SÃO PAULO, SP (FOLHAPRESS) – A Ouvidoria da Polícia de São Paulo considera ao menos quatro irregularidades cometidas durante a visita de um youtuber de origem americana a policiais militares do 18º Batalhão de Polícia Militar Metropolitano, localizado zona norte da capital.
A Folha de S.Paulo revelou na terça-feira (24) que policiais militares deixaram o youtuber Gen Kimura posar com uma arma e participar de uma perseguição policial do banco de trás de uma viatura. O vídeo foi publicado no início de junho.
Nas imagens, um agente da corporação afirma em inglês ao criador de conteúdo que mortes de criminosos são comemoradas com “charutos e cervejas”.
Conforme a ouvidoria, “entre as diversas irregularidades flagrantes na gravação, nota-se o uso de equipamento restrito da Polícia Militar por um civil, como arma e colete balístico, o embarque de civil sem nenhum treinamento numa viatura em atendimento à ocorrência, incursões na comunidade com entrada em domicílios sem mandado, o acesso à áreas restritas do batalhão com guarda de material bélico, entre outras”.
O órgão classificou como ultrajante “o registro de que policiais comemoram mortes com charutos e cerveja”.
A Ouvidoria declarou ter aberto um procedimento solicitando providências à Corregedoria da PM, à Corregedoria da Polícia Civil e ao Ministério Público, no caso de se verificar improbidade administrativa.
“A espetacularização da violência produz frutos nefastos na corporação e na sociedade como um todo, transformando servidores em justiceiros e cidadãos em plateia de um espetáculo mórbido que não desejamos mais ver encenado”, acrescentou a nota.
A Polícia Militar afirmou ter aberto uma sindicância para apurar os fatos. Cinco policiais militares envolvidos na visita do youtuber foram afastados das funções. “As investigações prosseguem com o objetivo de esclarecer todas as circunstâncias e adotar as medidas cabíveis em relação ao fato”.
As cenas foram compartilhadas na publicação “Patrulhando FAVELAS com o Batalhão Tático da PM (24 hrs na vida de um Policial)”, no canal de Kimura do Youtube.
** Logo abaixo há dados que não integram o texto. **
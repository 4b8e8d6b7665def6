//! Headless stand-in for a stimulus/response trial.
//!
//! Each `start` waits out the level's trial duration, then draws the
//! outcome with the level's success probability.  A correct trial
//! dispenses a reward.  Level parameters come from the task profile:
//!
//! ```json
//! { "params": { "reward_ms": 500 },
//!   "levels": [ { "success_probability": 0.8, "trial_ms": 1000 } ] }
//! ```

use std::sync::Arc;
use std::time::Duration;

use log::{debug, info};
use rand::Rng;
use serde::Deserialize;

use super::{CancelToken, Task, TaskContext};
use crate::app::ports::RewardPort;
use crate::config::ScheduleCondition;
use crate::error::{Error, Result};

#[derive(Debug, Clone, Deserialize)]
#[serde(default)]
struct LevelParams {
    success_probability: f64,
    trial_ms: u64,
}

impl Default for LevelParams {
    fn default() -> Self {
        Self {
            success_probability: 0.5,
            trial_ms: 1_000,
        }
    }
}

#[derive(Debug, Clone, Deserialize)]
#[serde(default)]
struct TaskParams {
    reward_ms: u32,
}

impl Default for TaskParams {
    fn default() -> Self {
        Self { reward_ms: 500 }
    }
}

pub struct SimulatedTrialTask {
    animal: String,
    level: u32,
    success_probability: f64,
    trial: Duration,
    reward_ms: u32,
    condition: Option<ScheduleCondition>,
    rewarder: Arc<dyn RewardPort>,
    token: CancelToken,
}

impl SimulatedTrialTask {
    pub fn new(
        animal: impl Into<String>,
        level: u32,
        success_probability: f64,
        trial: Duration,
        condition: Option<ScheduleCondition>,
        rewarder: Arc<dyn RewardPort>,
    ) -> Self {
        Self {
            animal: animal.into(),
            level,
            success_probability: success_probability.clamp(0.0, 1.0),
            trial,
            reward_ms: TaskParams::default().reward_ms,
            condition,
            rewarder,
            token: CancelToken::new(),
        }
    }

    /// Build from the task table context.  A level beyond the profile's
    /// table reuses the last entry.
    pub fn from_context(ctx: &TaskContext<'_>) -> Result<Self> {
        let bad = |e: serde_json::Error| Error::Task(format!("{} params: {e}", ctx.kind));

        let (task_params, level_params, condition) = match ctx.profile {
            Some(profile) => {
                let task_params = if profile.params.is_null() {
                    TaskParams::default()
                } else {
                    TaskParams::deserialize(&profile.params).map_err(bad)?
                };
                let level_params = match profile
                    .levels
                    .get(ctx.level as usize)
                    .or_else(|| profile.levels.last())
                {
                    Some(v) => LevelParams::deserialize(v).map_err(bad)?,
                    None => LevelParams::default(),
                };
                (task_params, level_params, profile.condition.clone())
            }
            None => (TaskParams::default(), LevelParams::default(), None),
        };

        let mut task = Self::new(
            ctx.animal.unwrap_or_default(),
            ctx.level,
            level_params.success_probability,
            Duration::from_millis(level_params.trial_ms),
            condition,
            Arc::clone(ctx.rewarder),
        );
        task.reward_ms = task_params.reward_ms;
        Ok(task)
    }
}

impl Task for SimulatedTrialTask {
    fn start(&self) -> anyhow::Result<bool> {
        debug!(
            "TASK: {} level {} trial ({:?}, p={:.2})",
            self.animal, self.level, self.trial, self.success_probability
        );
        if self.token.wait_timeout(self.trial) {
            info!("TASK: trial for {} cancelled", self.animal);
            return Ok(false);
        }
        let correct = rand::thread_rng().gen_bool(self.success_probability);
        if correct {
            self.rewarder.give_reward(self.reward_ms);
        }
        Ok(correct)
    }

    fn quit(&self) {
        self.token.cancel();
    }

    /// Nobody left to respond; end the trial.
    fn on_idle(&self) -> anyhow::Result<()> {
        self.token.cancel();
        Ok(())
    }

    fn condition(&self) -> Option<ScheduleCondition> {
        self.condition.clone()
    }
}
No vídeo com mais de 1,5 milhão de visualizações, os policiais também mostram o interior de um local onde são guardados armamentos da PM. Nesse momento, a filmagem capta um monitor que mostra ângulos de câmeras de segurança do perímetro.
Kimura passou o dia com oficiais e participou de operações em três comunidades na zona norte de São Paulo. Ele tem 380 mil seguidores em seu canal do Youtube.
A Secretaria de Segurança Pública afirmou que, assim que teve acesso ao vídeo, solicitou esclarecimentos à Polícia Militar, que instaurou uma sindicância para apurar todas as circunstâncias e adotar as providências necessárias.
“Toda a dinâmica mostrada nas imagens, envolvendo um civil em práticas exclusivamente militares, não é permitida e fará parte das investigações”, diz o órgão.
A SSP declarou que a frase sobre comemorar mortes “não condiz com as práticas adotadas pelas forças de segurança do Estado”.
“Excessos e desvios não são tolerados e todos os casos são punidos com rigor. Além disso, a dinâmica do vídeo não é permitida de acordo com as regras internas da Corporação”, disse a SSP.
Para o conselheiro do Fórum Brasileiro de Segurança Pública e policial federal Roberto Uchôa, o vídeo reforça a imagem que certas parcelas da população têm sobre a PM.
“Eles dão declarações de que comemoram a morte de criminosos em confrontos e também de que não há racismo na atuação dos policiais. É preciso entender que a população que normalmente é abordada tem uma visão exatamente oposta a esta”, afirma.
O vídeo que mostra onde são guardados armamentos e o youtuber posando com uma arma fragiliza a segurança do local, segundo Uchoa.
Sobre a perseguição, o especialista afirma que o criador de conteúdo correu riscos e poderia ter colocado os demais em perigo por não ter treinamento adequado, “ainda mais por ter acesso a armamento que estava imediatamente à sua frente enquanto estava no veículo.”
Procurado pela reportagem, Kimura inicialmente respondeu as perguntas por email. Mas, em um segundo momento, comunicou que havida mudado de ideia e solicitou que suas respostas não fossem publicadas.
Na descrição do vídeo, o criador de conteúdo afirma que a produção serve para “abordar temas controversos” e que o canal “não endossa ou apoia qualquer forma de discurso de ódio, discriminação ou violência”.
A reportagem não conseguiu localizar os PMs que aparecem no vídeo.